MILAN, Jan 26 (Reuters) – Trials over alleged false bookkeeping at British Telecom’s Italian unit in 2015 and 2016 opened in Milan on Tuesday, with 20 defendants, including two former BT executives and the Italian subsidiary itself, facing charges.

In a brief hearing on Tuesday morning, the court went through formalities such as verifying the defendants’ legal counsel, and the case was adjourned until April 23. None of the defendants were present in the courtroom.

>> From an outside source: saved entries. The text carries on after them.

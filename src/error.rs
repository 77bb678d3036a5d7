//! Typed error taxonomy for the scale-down engine.
//!
//! Blocks (the node is fine, removal is merely not permitted right now) are
//! modeled as [`BlockReason`], not as errors: per the disruption rules the
//! orchestrator must keep evaluating the next candidate on a block. Genuine
//! faults use [`EngineError`] and propagate with `?` the way the rest of the
//! codebase does.

use thiserror::Error;

/// Why a node was not scaled down. Not an error — a decision, reported with
/// a metric increment and continued evaluation of the next candidate.
#[derive(Debug, Clone, Copy, PartialEq, Eq, Hash, serde::Serialize, serde::Deserialize)]
#[serde(rename_all = "snake_case")]
pub enum BlockReason {
    Cooldown,
    MinNodes,
    LocalStorage,
    Capacity,
    Affinity,
    ProtectedNode,
    Pdb,
    PolicyConstraint,
    SafetyCheck,
}

impl BlockReason {
    /// Label value used in `scale_down_blocked_total{reason=...}`.
    pub fn as_label(&self) -> &'static str {
        match self {
            BlockReason::Cooldown => "cooldown",
            BlockReason::MinNodes => "min_nodes",
            BlockReason::LocalStorage => "local_storage",
            BlockReason::Capacity => "capacity",
            BlockReason::Affinity => "affinity",
            BlockReason::ProtectedNode => "protected_node",
            BlockReason::Pdb => "pdb",
            BlockReason::PolicyConstraint => "policy_constraint",
            BlockReason::SafetyCheck => "safety_check",
        }
    }
}

/// A safety-pipeline block carries the reason plus a human-readable detail
/// naming the offending resource (pod, PDB, node) for logs and audit trails.
#[derive(Debug, Clone)]
pub struct SafetyBlock {
    pub reason: BlockReason,
    pub detail: String,
}

impl SafetyBlock {
    pub fn new(reason: BlockReason, detail: impl Into<String>) -> Self {
        Self {
            reason,
            detail: detail.into(),
        }
    }
}

impl std::fmt::Display for SafetyBlock {
    fn fmt(&self, f: &mut std::fmt::Formatter<'_>) -> std::fmt::Result {
        write!(f, "{}: {}", self.reason.as_label(), self.detail)
    }
}

/// Fault taxonomy for the engine's internal operations (spec.md §7). These
/// are genuine failures, not removal decisions.
#[derive(Debug, Error)]
pub enum EngineError {
    #[error("blocked by safety check ({family}): {detail}")]
    BlockedBySafety { family: BlockReason, detail: String },

    #[error("blocked by policy: {0}")]
    BlockedByPolicy(String),

    #[error("blocked by PodDisruptionBudget {namespace}/{name}: no disruptions allowed")]
    BlockedByPdb { namespace: String, name: String },

    #[error("blocked by cooldown: {remaining_secs}s remaining")]
    BlockedByCooldown { remaining_secs: i64 },

    #[error("blocked by min_nodes floor: group has {current} nodes, floor is {min_nodes}")]
    BlockedByMinNodes { current: usize, min_nodes: i32 },

    #[error("transient cluster error: {0}")]
    TransientClusterError(String),

    #[error("drain timed out after {elapsed_secs}s")]
    DrainTimeout { elapsed_secs: u64 },

    #[error("drain incomplete: {remaining_pods} pod(s) remain on node {node}")]
    DrainIncomplete { node: String, remaining_pods: usize },

    #[error("drain detached: caller cancelled, eviction continued under its own deadline")]
    DrainDetached,

    #[error("eviction forbidden (429 PDB throttled) for pod {namespace}/{name}")]
    EvictionForbidden { namespace: String, name: String },

    #[error("programmer error: {0}")]
    Fatal(String),
}

impl EngineError {
    pub fn transient(msg: impl Into<String>) -> Self {
        EngineError::TransientClusterError(msg.into())
    }
}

Milan prosecutors alleged that BT Italia’s employee network increased revenues, faked contract renewals and invoices, and created fake supplier deals to disguise the unit’s true financial performance.

BT took a £ 530 million ($ 725 million) fee on its account in 2017 in connection with false accounting allegations.

All of the defendants have always denied wrongdoing.

The case is being tried in a high-security courtroom on the outskirts of Italy’s financial capital, normally selected for Mafia trials but now used to comply with coronavirus restrictions.

Under Italian law, companies can also be prosecuted for offenses committed by their managers in their own interests.

“While we remain confident in our defense, given the ongoing process, it would be inappropriate for us to comment further,” said a BT spokesman in London.

Among the defendants were Richard Cameron, former chief financial officer of BT Global Services, and Corrado Sciolla, former head of BT for continental Europe.